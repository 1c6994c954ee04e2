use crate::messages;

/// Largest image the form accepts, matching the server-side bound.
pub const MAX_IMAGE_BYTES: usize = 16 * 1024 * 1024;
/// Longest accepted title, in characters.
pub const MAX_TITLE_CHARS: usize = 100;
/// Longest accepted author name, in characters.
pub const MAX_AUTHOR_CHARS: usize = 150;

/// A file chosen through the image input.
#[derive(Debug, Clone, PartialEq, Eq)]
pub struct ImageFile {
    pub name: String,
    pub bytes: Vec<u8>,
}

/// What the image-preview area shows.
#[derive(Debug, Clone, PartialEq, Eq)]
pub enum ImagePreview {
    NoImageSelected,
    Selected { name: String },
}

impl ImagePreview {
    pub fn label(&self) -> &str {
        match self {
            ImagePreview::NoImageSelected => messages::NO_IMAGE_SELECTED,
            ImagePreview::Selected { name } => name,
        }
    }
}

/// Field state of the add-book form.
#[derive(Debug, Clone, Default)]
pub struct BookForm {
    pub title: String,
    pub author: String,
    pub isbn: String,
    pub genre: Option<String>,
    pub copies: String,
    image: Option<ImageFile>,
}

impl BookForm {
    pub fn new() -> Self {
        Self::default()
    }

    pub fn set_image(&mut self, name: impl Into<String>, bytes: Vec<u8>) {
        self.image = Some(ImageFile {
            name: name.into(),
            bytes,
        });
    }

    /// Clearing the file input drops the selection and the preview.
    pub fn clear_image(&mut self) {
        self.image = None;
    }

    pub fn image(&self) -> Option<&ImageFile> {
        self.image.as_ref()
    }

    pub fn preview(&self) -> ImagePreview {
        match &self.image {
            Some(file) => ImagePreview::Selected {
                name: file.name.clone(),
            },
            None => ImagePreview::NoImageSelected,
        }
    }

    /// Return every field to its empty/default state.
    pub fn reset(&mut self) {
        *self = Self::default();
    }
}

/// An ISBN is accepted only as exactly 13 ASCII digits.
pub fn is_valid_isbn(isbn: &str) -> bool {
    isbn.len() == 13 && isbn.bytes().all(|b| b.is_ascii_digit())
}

════

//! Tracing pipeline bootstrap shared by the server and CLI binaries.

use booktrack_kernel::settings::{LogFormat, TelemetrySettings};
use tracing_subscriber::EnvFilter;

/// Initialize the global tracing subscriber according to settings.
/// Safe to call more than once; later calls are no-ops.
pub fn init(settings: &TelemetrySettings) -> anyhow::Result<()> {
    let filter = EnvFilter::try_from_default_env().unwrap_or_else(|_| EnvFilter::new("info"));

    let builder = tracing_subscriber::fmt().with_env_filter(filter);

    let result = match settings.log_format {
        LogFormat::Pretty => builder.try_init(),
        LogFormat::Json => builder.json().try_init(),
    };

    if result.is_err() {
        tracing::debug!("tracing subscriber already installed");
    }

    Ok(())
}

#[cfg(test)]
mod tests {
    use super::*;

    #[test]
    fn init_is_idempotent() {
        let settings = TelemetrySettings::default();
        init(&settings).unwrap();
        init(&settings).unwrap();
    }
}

════

** What you have to do **
The expected answer is a copy of every line in the entries that holds the word "Some".

** Reply **
        self.image = Some(ImageFile {
            Some(file) => ImagePreview::Selected {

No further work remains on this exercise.